TASK TO CARRY OUT
Show each line of the listing in which the word "previous" occurs.

SUPPLIED INFORMATION

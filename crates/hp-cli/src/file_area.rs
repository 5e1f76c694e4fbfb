//! JSON-file storage backend
//!
//! Persists one storage tier as a single pretty-printed JSON object so a
//! profile directory can be inspected and diffed by hand. Quota and
//! change-notification behavior come from the wrapped in-memory area; every
//! mutation is flushed to disk, including the committed part of a batch
//! that also contained an over-quota entry.

use std::collections::HashMap;
use std::fs;
use std::path::PathBuf;

use async_trait::async_trait;
use serde_json::Value;
use tokio::sync::broadcast;

use hp_core::memory::MemoryArea;
use hp_core::storage::{StorageArea, StorageChange, StorageError, Tier};

pub struct FileArea {
    path: PathBuf,
    inner: MemoryArea,
}

impl FileArea {
    pub fn open(path: PathBuf, tier: Tier, quota: Option<usize>) -> Result<Self, StorageError> {
        let entries = if path.exists() {
            let text = fs::read_to_string(&path)
                .map_err(|e| StorageError::Backend(format!("reading {}: {e}", path.display())))?;
            serde_json::from_str::<HashMap<String, Value>>(&text)?
        } else {
            HashMap::new()
        };
        Ok(Self {
            path,
            inner: MemoryArea::with_entries(tier, quota, entries),
        })
    }

    async fn persist(&self) -> Result<(), StorageError> {
        let snapshot = self.inner.snapshot().await;
        let json = serde_json::to_string_pretty(&snapshot)?;
        fs::write(&self.path, json)
            .map_err(|e| StorageError::Backend(format!("writing {}: {e}", self.path.display())))
    }
}

#[async_trait]
impl StorageArea for FileArea {
    async fn get(&self, key: &str) -> Result<Option<Value>, StorageError> {
        self.inner.get(key).await
    }

    async fn get_many(&self, keys: &[String]) -> Result<HashMap<String, Value>, StorageError> {
        self.inner.get_many(keys).await
    }

    async fn set(&self, entries: HashMap<String, Value>) -> Result<(), StorageError> {
        let result = self.inner.set(entries).await;
        self.persist().await?;
        result
    }

    async fn remove(&self, keys: &[String]) -> Result<(), StorageError> {
        self.inner.remove(keys).await?;
        self.persist().await
    }

    async fn clear(&self) -> Result<(), StorageError> {
        self.inner.clear().await?;
        self.persist().await
    }

    async fn keys(&self) -> Result<Vec<String>, StorageError> {
        self.inner.keys().await
    }

    fn tier(&self) -> Tier {
        self.inner.tier()
    }

    fn quota_bytes_per_item(&self) -> Option<usize> {
        self.inner.quota_bytes_per_item()
    }

    fn subscribe(&self) -> broadcast::Receiver<StorageChange> {
        self.inner.subscribe()
    }
}
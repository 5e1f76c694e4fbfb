//! Apply pipeline
//!
//! Replaces whatever dynamic rule set the engine currently holds with the
//! rules compiled from the current settings graph. There is no incremental
//! diffing: the old ids are removed and the fresh rules added in one batch.
//! Any error leaves the engine's installed rules untouched; the next
//! relevant storage change re-runs the whole pipeline from scratch.

use std::sync::Arc;

use log::{debug, error, warn};
use tokio::sync::broadcast::error::RecvError;
use tokio::task::JoinHandle;

use hp_core::engine::{EngineError, RuleEngine};
use hp_core::storage::keys;
use hp_core::store::SettingsStore;
use hp_core::types::Settings;

use crate::alloc::RuleIdAllocator;
use crate::builder::compile_rules;

/// Compile the graph and submit one full-replace batch to the engine.
/// Returns the number of rules now installed for the graph.
pub async fn apply_settings(
    settings: &Settings,
    engine: &dyn RuleEngine,
) -> Result<usize, EngineError> {
    let old = engine.get_dynamic_rules().await?;
    let old_ids: Vec<u32> = old.iter().map(|r| r.id).collect();

    let mut ids = RuleIdAllocator::new(old_ids.iter().copied());
    let rules = compile_rules(&settings.pages, &mut ids);
    let added = rules.len();

    engine.update_dynamic_rules(old_ids, rules).await?;
    debug!("replaced {} installed rule(s) with {added}", old.len());
    Ok(added)
}

/// Watch both tiers' change streams and re-derive the rules whenever the
/// meta record, a page shard or the selection mirror changes. This covers
/// edits from any writer, including the periodic sync job's own mirror
/// pass.
pub fn spawn_watcher(store: Arc<SettingsStore>, engine: Arc<dyn RuleEngine>) -> JoinHandle<()> {
    let mut local = store.local_area().subscribe();
    let mut sync = store.sync_area().subscribe();
    tokio::spawn(async move {
        loop {
            let change = tokio::select! {
                change = local.recv() => change,
                change = sync.recv() => change,
            };
            match change {
                Ok(change) => {
                    if !change.keys.iter().any(|k| keys::is_settings_key(k)) {
                        continue;
                    }
                    reapply(&store, engine.as_ref()).await;
                }
                Err(RecvError::Lagged(missed)) => {
                    warn!("storage change stream lagged by {missed}; re-applying");
                    reapply(&store, engine.as_ref()).await;
                }
                Err(RecvError::Closed) => break,
            }
        }
    })
}

async fn reapply(store: &SettingsStore, engine: &dyn RuleEngine) {
    match store.load().await {
        Ok(settings) => {
            if let Err(e) = apply_settings(&settings, engine).await {
                error!("rule update failed, keeping the previous rules: {e}");
            }
        }
        Err(e) => error!("reloading settings after a storage change failed: {e}"),
    }
}
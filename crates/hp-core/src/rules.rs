//! Declarative header-modification rule model
//!
//! These types mirror the host engine's wire shape, so serde names follow
//! the engine's camelCase convention (`regexFilter`, `modifyHeaders`, ...).

use serde::{Deserialize, Serialize};

/// Fixed priority for every emitted rule; pages do not compete on priority.
pub const RULE_PRIORITY: u32 = 1;

/// Resource types the host engine can condition a rule on.
#[derive(Debug, Clone, Copy, PartialEq, Eq, Hash, Serialize, Deserialize)]
#[serde(rename_all = "snake_case")]
pub enum ResourceType {
    MainFrame,
    SubFrame,
    Stylesheet,
    Script,
    Image,
    Font,
    Object,
    #[serde(rename = "xmlhttprequest")]
    XmlHttpRequest,
    Ping,
    CspReport,
    Media,
    Websocket,
    #[serde(rename = "webtransport")]
    WebTransport,
    #[serde(rename = "webbundle")]
    WebBundle,
    Other,
}

impl ResourceType {
    /// The full enumerated set; every emitted rule conditions on all of
    /// them so header overrides apply to any kind of traffic.
    pub const ALL: [ResourceType; 15] = [
        ResourceType::MainFrame,
        ResourceType::SubFrame,
        ResourceType::Stylesheet,
        ResourceType::Script,
        ResourceType::Image,
        ResourceType::Font,
        ResourceType::Object,
        ResourceType::XmlHttpRequest,
        ResourceType::Ping,
        ResourceType::CspReport,
        ResourceType::Media,
        ResourceType::Websocket,
        ResourceType::WebTransport,
        ResourceType::WebBundle,
        ResourceType::Other,
    ];
}

#[derive(Debug, Clone, Copy, PartialEq, Eq, Serialize, Deserialize)]
#[serde(rename_all = "camelCase")]
pub enum ActionKind {
    ModifyHeaders,
}

#[derive(Debug, Clone, Copy, PartialEq, Eq, Serialize, Deserialize)]
#[serde(rename_all = "lowercase")]
pub enum HeaderOperation {
    /// Overwrite the header, adding it if absent.
    Set,
    Append,
    Remove,
}

/// One header edit inside a rule action.
#[derive(Debug, Clone, PartialEq, Eq, Serialize, Deserialize)]
pub struct HeaderMod {
    pub header: String,
    pub operation: HeaderOperation,
    pub value: String,
}

#[derive(Debug, Clone, PartialEq, Eq, Serialize, Deserialize)]
#[serde(rename_all = "camelCase")]
pub struct RuleAction {
    #[serde(rename = "type")]
    pub kind: ActionKind,
    #[serde(skip_serializing_if = "Option::is_none", default)]
    pub request_headers: Option<Vec<HeaderMod>>,
    #[serde(skip_serializing_if = "Option::is_none", default)]
    pub response_headers: Option<Vec<HeaderMod>>,
}

#[derive(Debug, Clone, PartialEq, Eq, Serialize, Deserialize)]
#[serde(rename_all = "camelCase")]
pub struct RuleCondition {
    pub regex_filter: String,
    pub resource_types: Vec<ResourceType>,
}

/// A declarative header-modification rule as submitted to the host engine.
#[derive(Debug, Clone, PartialEq, Eq, Serialize, Deserialize)]
pub struct Rule {
    pub id: u32,
    pub priority: u32,
    pub action: RuleAction,
    pub condition: RuleCondition,
}
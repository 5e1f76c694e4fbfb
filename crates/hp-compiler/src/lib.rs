//! HeadPages Rule Compiler
//!
//! This crate turns the settings graph into declarative header-modification
//! rules and submits them to the host rule engine with full-replace
//! semantics. Compilation itself is pure; only the apply step talks to the
//! engine.

pub mod alloc;
pub mod apply;
pub mod builder;
pub mod filter;

pub use alloc::RuleIdAllocator;
pub use apply::{apply_settings, spawn_watcher};
pub use builder::compile_rules;
pub use filter::{compose_filter, validate_filters, DEFAULT_FILTER};
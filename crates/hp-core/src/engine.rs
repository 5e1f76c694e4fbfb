//! Declarative rule engine port
//!
//! The host browser's request-filtering engine, reduced to the three calls
//! this system needs: read the installed dynamic rules, replace them in one
//! batch, and probe whether a regex pattern is supported.

use std::collections::HashMap;

use async_trait::async_trait;
use tokio::sync::RwLock;

use crate::rules::Rule;

#[derive(Debug, thiserror::Error)]
pub enum EngineError {
    #[error("rule engine rejected the update: {0}")]
    Rejected(String),
    #[error("rule engine unavailable: {0}")]
    Unavailable(String),
}

#[async_trait]
pub trait RuleEngine: Send + Sync {
    async fn get_dynamic_rules(&self) -> Result<Vec<Rule>, EngineError>;

    /// Apply one batch update: remove `remove_ids`, then add `add`. The
    /// engine applies the batch atomically or not at all.
    async fn update_dynamic_rules(
        &self,
        remove_ids: Vec<u32>,
        add: Vec<Rule>,
    ) -> Result<(), EngineError>;

    async fn is_regex_supported(&self, regex: &str) -> Result<bool, EngineError>;
}

/// In-memory engine for tests and the CLI preview path.
pub struct MemoryEngine {
    rules: RwLock<HashMap<u32, Rule>>,
}

impl MemoryEngine {
    pub fn new() -> Self {
        Self {
            rules: RwLock::new(HashMap::new()),
        }
    }

    /// An engine that already holds rules, as after a previous extension
    /// run.
    pub fn seeded(rules: Vec<Rule>) -> Self {
        Self {
            rules: RwLock::new(rules.into_iter().map(|r| (r.id, r)).collect()),
        }
    }
}

impl Default for MemoryEngine {
    fn default() -> Self {
        Self::new()
    }
}

#[async_trait]
impl RuleEngine for MemoryEngine {
    async fn get_dynamic_rules(&self) -> Result<Vec<Rule>, EngineError> {
        let mut rules: Vec<Rule> = self.rules.read().await.values().cloned().collect();
        rules.sort_by_key(|r| r.id);
        Ok(rules)
    }

    async fn update_dynamic_rules(
        &self,
        remove_ids: Vec<u32>,
        add: Vec<Rule>,
    ) -> Result<(), EngineError> {
        let mut rules = self.rules.write().await;

        // Stage the whole batch so a rejected update leaves the installed
        // set untouched.
        let mut staged = rules.clone();
        for id in &remove_ids {
            staged.remove(id);
        }
        for rule in add {
            let id = rule.id;
            if staged.insert(id, rule).is_some() {
                return Err(EngineError::Rejected(format!("duplicate rule id {id}")));
            }
        }

        *rules = staged;
        Ok(())
    }

    async fn is_regex_supported(&self, regex: &str) -> Result<bool, EngineError> {
        Ok(regex_probe(regex))
    }
}

/// Conservative screen for constructs RE2-class engines reject. Real
/// validity stays the host engine's call; this only has to agree on the
/// obvious rejections.
fn regex_probe(regex: &str) -> bool {
    for lookaround in ["(?=", "(?!", "(?<=", "(?<!"] {
        if regex.contains(lookaround) {
            return false;
        }
    }
    // Backreferences: a backslash followed by a nonzero digit.
    let bytes = regex.as_bytes();
    let mut i = 0;
    while i + 1 < bytes.len() {
        if bytes[i] == b'\\' {
            if bytes[i + 1].is_ascii_digit() && bytes[i + 1] != b'0' {
                return false;
            }
            // Skip the escaped char so `\\1` is not misread.
            i += 2;
            continue;
        }
        i += 1;
    }
    true
}
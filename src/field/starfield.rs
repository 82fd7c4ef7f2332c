use bevy::prelude::*;
use rand::rngs::StdRng;
use rand::SeedableRng;

use super::config::FieldConfig;
use super::star::Star;
use super::surface::Surface;

/// Pointer and surface state shared by every star of a field.
#[derive(Debug, Clone, Copy, PartialEq, Default)]
pub struct Viewport {
    /// Raw pointer position, as last reported.
    pub target: Vec2,
    /// Cursor eased toward `target` once per frame.
    pub mouse: Vec2,
    pub size: Vec2,
}

impl Viewport {
    pub fn new(size: Vec2) -> Self {
        Self { size, ..default() }
    }

    pub fn ease_mouse(&mut self, smoothing: f32) {
        self.mouse += (self.target - self.mouse) * smoothing;
    }
}

/// A mounted star field: a fixed set of stars, the viewport they live in and
/// the generator used for recycling.
#[derive(Resource, Debug)]
pub struct StarField {
    stars: Vec<Star>,
    viewport: Viewport,
    config: FieldConfig,
    rng: StdRng,
}

impl StarField {
    pub fn new(config: FieldConfig, size: Vec2) -> Self {
        let mut rng = match config.seed {
            Some(seed) => StdRng::seed_from_u64(seed),
            None => StdRng::from_os_rng(),
        };
        let stars = (0..config.star_count)
            .map(|_| Star::random(&mut rng, size, &config))
            .collect();
        Self {
            stars,
            viewport: Viewport::new(size),
            config,
            rng,
        }
    }

    /// A field with exactly the given stars. `config.star_count` is ignored.
    pub fn from_stars(config: FieldConfig, size: Vec2, stars: Vec<Star>) -> Self {
        let mut field = Self::new(FieldConfig { star_count: 0, ..config }, size);
        field.config.star_count = stars.len();
        field.stars = stars;
        field
    }

    pub fn stars(&self) -> &[Star] {
        &self.stars
    }

    pub fn viewport(&self) -> &Viewport {
        &self.viewport
    }

    /// Record the raw pointer position. No smoothing happens here.
    pub fn set_target(&mut self, target: Vec2) {
        self.viewport.target = target;
    }

    /// Track a new surface size. Existing stars keep their positions.
    pub fn resize(&mut self, size: Vec2) {
        self.viewport.size = size;
    }

    fn repulsion_source(&self) -> Vec2 {
        if self.config.repel_from_smoothed_cursor {
            self.viewport.mouse
        } else {
            self.viewport.target
        }
    }

    /// Advance every star one frame and draw the result.
    ///
    /// `now_ms` is wall-clock time in milliseconds; it only drives the
    /// opacity pulse. Returns the number of constellation lines drawn.
    pub fn step(&mut self, now_ms: f64, surface: &mut impl Surface) -> usize {
        surface.fill_rect(Vec2::ZERO, self.viewport.size, self.config.trail_color());

        self.viewport.ease_mouse(self.config.cursor_smoothing);

        let source = self.repulsion_source();
        let bounds = self.viewport.size;
        for star in &mut self.stars {
            star.drift(bounds, &mut self.rng);
            star.interact(source, &self.config);
            star.pulse(now_ms, self.config.pulse_amplitude);
            surface.fill_circle(star.position, star.size, star.color());
        }

        self.draw_constellations(surface)
    }

    /// Join every pair of stars closer than the link distance.
    pub fn draw_constellations(&self, surface: &mut impl Surface) -> usize {
        let link_distance = self.config.link_distance;
        let mut lines = 0;
        for (i, a) in self.stars.iter().enumerate() {
            for b in &self.stars[i + 1..] {
                let distance = a.position.distance(b.position);
                if distance < link_distance {
                    let alpha = (1.0 - distance / link_distance) * self.config.link_alpha;
                    surface.stroke_line(a.position, b.position, Color::srgba(1.0, 1.0, 1.0, alpha));
                    lines += 1;
                }
            }
        }
        lines
    }
}

#[cfg(test)]
mod tests {
    use super::*;
    use crate::field::surface::{DrawCall, DrawList};

    fn seeded(count: usize, size: Vec2) -> StarField {
        let config = FieldConfig {
            star_count: count,
            seed: Some(7),
            ..default()
        };
        StarField::new(config, size)
    }

    fn still_star(x: f32, y: f32) -> Star {
        Star {
            position: Vec2::new(x, y),
            base_position: Vec2::new(x, y),
            size: 0.5,
            speed: 0.0,
            opacity: 0.5,
            pulse_speed: 0.0,
        }
    }

    #[test]
    fn test_mount_scenario_400_by_300() {
        let field = seeded(400, Vec2::new(400.0, 300.0));
        assert_eq!(field.stars().len(), 400);
        for star in field.stars() {
            assert!((0.0..400.0).contains(&star.position.x));
            assert!((0.0..300.0).contains(&star.position.y));
        }
    }

    #[test]
    fn test_same_seed_same_stars() {
        let a = seeded(50, Vec2::new(800.0, 600.0));
        let b = seeded(50, Vec2::new(800.0, 600.0));
        assert_eq!(a.stars(), b.stars());
    }

    #[test]
    fn test_step_draw_order() {
        let mut field = seeded(30, Vec2::new(400.0, 300.0));
        let mut list = DrawList::default();

        let lines = field.step(0.0, &mut list);

        let calls = list.calls();
        assert!(matches!(calls[0], DrawCall::FillRect { origin, size, .. }
            if origin == Vec2::ZERO && size == Vec2::new(400.0, 300.0)));
        assert!(calls[1..=30].iter().all(|c| matches!(c, DrawCall::FillCircle { .. })));
        assert!(calls[31..].iter().all(|c| matches!(c, DrawCall::StrokeLine { .. })));
        assert_eq!(list.line_count(), lines);
    }

    #[test]
    fn test_step_eases_mouse_toward_target() {
        let mut field = seeded(0, Vec2::new(400.0, 300.0));
        field.set_target(Vec2::new(100.0, 50.0));
        let mut list = DrawList::default();

        field.step(0.0, &mut list);
        assert!((field.viewport().mouse - Vec2::new(10.0, 5.0)).length() < 1e-5);

        field.step(0.0, &mut list);
        assert!((field.viewport().mouse - Vec2::new(19.0, 9.5)).length() < 1e-5);
        assert_eq!(field.viewport().target, Vec2::new(100.0, 50.0));
    }

    #[test]
    fn test_repulsion_uses_raw_target_by_default() {
        let mut field = seeded(0, Vec2::new(1000.0, 1000.0));
        field.stars.push(still_star(500.0, 500.0));
        field.set_target(Vec2::new(550.0, 500.0));

        field.step(0.0, &mut DrawList::default());

        // Raw target is 50 away: pushed left by 2 * 150/200.
        assert!((field.stars()[0].position.x - 498.5).abs() < 1e-4);
    }

    #[test]
    fn test_repulsion_from_smoothed_cursor_when_enabled() {
        let config = FieldConfig {
            star_count: 0,
            seed: Some(1),
            repel_from_smoothed_cursor: true,
            ..default()
        };
        let mut field = StarField::new(config, Vec2::new(1000.0, 1000.0));
        field.stars.push(still_star(500.0, 500.0));
        field.set_target(Vec2::new(550.0, 500.0));

        field.step(0.0, &mut DrawList::default());

        // The eased cursor is still near the origin, far outside the radius.
        assert_eq!(field.stars()[0].position, Vec2::new(500.0, 500.0));
    }

    #[test]
    fn test_recycled_star_rests_at_right_edge() {
        let mut field = seeded(0, Vec2::new(640.0, 480.0));
        let mut star = still_star(0.01, 100.0);
        star.speed = 0.04;
        field.stars.push(star);
        field.set_target(Vec2::new(-5000.0, -5000.0));

        field.step(0.0, &mut DrawList::default());

        let star = field.stars()[0];
        assert_eq!(star.position.x, 640.0);
        assert_eq!(star.base_position, star.position);
    }

    #[test]
    fn test_resize_keeps_star_positions() {
        let mut field = seeded(20, Vec2::new(400.0, 300.0));
        let before: Vec<Vec2> = field.stars().iter().map(|s| s.position).collect();

        field.resize(Vec2::new(1024.0, 768.0));
        field.resize(Vec2::new(1024.0, 768.0));

        assert_eq!(field.viewport().size, Vec2::new(1024.0, 768.0));
        let after: Vec<Vec2> = field.stars().iter().map(|s| s.position).collect();
        assert_eq!(before, after);
    }

    #[test]
    fn test_constellation_threshold_is_strict() {
        let mut field = seeded(0, Vec2::new(400.0, 300.0));
        field.stars.extend([
            still_star(0.0, 0.0),
            still_star(50.0, 0.0),
            still_star(0.0, 49.0),
        ]);
        let mut list = DrawList::default();

        let lines = field.draw_constellations(&mut list);

        // (0,0)-(50,0) is exactly 50 apart and not linked; (50,0)-(0,49) is ~70.
        assert_eq!(lines, 1);
        let DrawCall::StrokeLine { from, to, color } = list.calls()[0] else {
            panic!("expected a line");
        };
        assert_eq!((from, to), (Vec2::new(0.0, 0.0), Vec2::new(0.0, 49.0)));
        assert!((color.alpha() - (1.0 - 49.0 / 50.0) * 0.05).abs() < 1e-6);
    }
}
use bevy::diagnostic::FrameCount;
use bevy::prelude::*;
use bevy::window::{CursorMoved, PrimaryWindow, WindowResized};
use starfield_macros::profile;

use crate::profile_log;

use super::config::FieldConfig;
use super::starfield::StarField;
use super::surface::DrawList;
use super::FieldState;

/// Ordering of the per-frame work while mounted.
#[derive(SystemSet, Debug, Hash, PartialEq, Eq, Clone)]
pub enum FieldSet {
    Listen,  // Pointer and resize messages into the viewport
    Animate, // Advance stars and record the frame
}

/// Count of frames the field has animated, across mounts.
#[derive(Resource, Debug, Default, Clone, Copy)]
pub struct FrameStats {
    pub frames: u64,
    pub last_line_count: usize,
}

/// Mount/unmount and the frame loop. Needs `StatesPlugin`; has no rendering
/// dependency, so it runs headless.
pub struct ParticleFieldPlugin;

impl Plugin for ParticleFieldPlugin {
    fn build(&self, app: &mut App) {
        app.init_state::<FieldState>()
            .init_resource::<FieldConfig>()
            .init_resource::<DrawList>()
            .init_resource::<FrameStats>()
            .configure_sets(Update, (FieldSet::Listen, FieldSet::Animate).chain())
            .add_systems(OnEnter(FieldState::Mounted), mount_field)
            .add_systems(OnExit(FieldState::Mounted), unmount_field)
            .add_systems(
                Update,
                (
                    (track_pointer, track_resize).in_set(FieldSet::Listen),
                    animate_field.in_set(FieldSet::Animate),
                )
                    .run_if(in_state(FieldState::Mounted).and(resource_exists::<StarField>)),
            );
    }
}

/// Size the field to the primary window and populate it. Without a window
/// there is nothing to draw into and the field stays absent.
pub(super) fn mount_field(
    mut commands: Commands,
    windows: Query<&Window, With<PrimaryWindow>>,
    config: Res<FieldConfig>,
) {
    let Ok(window) = windows.single() else {
        debug!("No primary window; star field not mounted");
        return;
    };
    let size = Vec2::new(window.width(), window.height());
    let field = StarField::new(config.clone(), size);
    info!(
        "Star field mounted: {} stars on {}x{} surface",
        field.stars().len(),
        size.x,
        size.y
    );
    commands.insert_resource(field);
}

/// Release the field. Listener and frame systems stop with it.
pub(super) fn unmount_field(mut commands: Commands, mut draw_list: ResMut<DrawList>) {
    commands.remove_resource::<StarField>();
    draw_list.clear();
    info!("Star field unmounted");
}

/// Copies the latest raw pointer position on the primary window into the viewport
pub(super) fn track_pointer(
    mut field: ResMut<StarField>,
    mut cursor_moved: MessageReader<CursorMoved>,
    primary: Query<Entity, With<PrimaryWindow>>,
) {
    let Ok(primary) = primary.single() else { return };
    if let Some(last) = cursor_moved.read().filter(|m| m.window == primary).last() {
        field.set_target(last.position);
    }
}

/// Follows primary window resizes without moving any star
pub(super) fn track_resize(
    mut field: ResMut<StarField>,
    mut resized: MessageReader<WindowResized>,
    primary: Query<Entity, With<PrimaryWindow>>,
) {
    let Ok(primary) = primary.single() else { return };
    for message in resized.read().filter(|m| m.window == primary) {
        let size = Vec2::new(message.width, message.height);
        if field.viewport().size != size {
            debug!("Star field surface resized to {}x{}", size.x, size.y);
        }
        field.resize(size);
    }
}

/// Advances the field one frame and records its draw calls
#[profile(2)]
pub(super) fn animate_field(
    mut field: ResMut<StarField>,
    mut draw_list: ResMut<DrawList>,
    mut stats: ResMut<FrameStats>,
    #[allow(unused_variables)] frame: Res<FrameCount>,
) {
    let now_ms = chrono::Utc::now().timestamp_millis() as f64;

    draw_list.clear();
    let lines = field.step(now_ms, &mut *draw_list);

    stats.frames += 1;
    stats.last_line_count = lines;
    profile_log!(frame, "Star field frame {}: {} constellation lines", stats.frames, lines);
}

REPLY
                error!("rule update failed, keeping the previous rules: {e}");
    /// An engine that already holds rules, as after a previous extension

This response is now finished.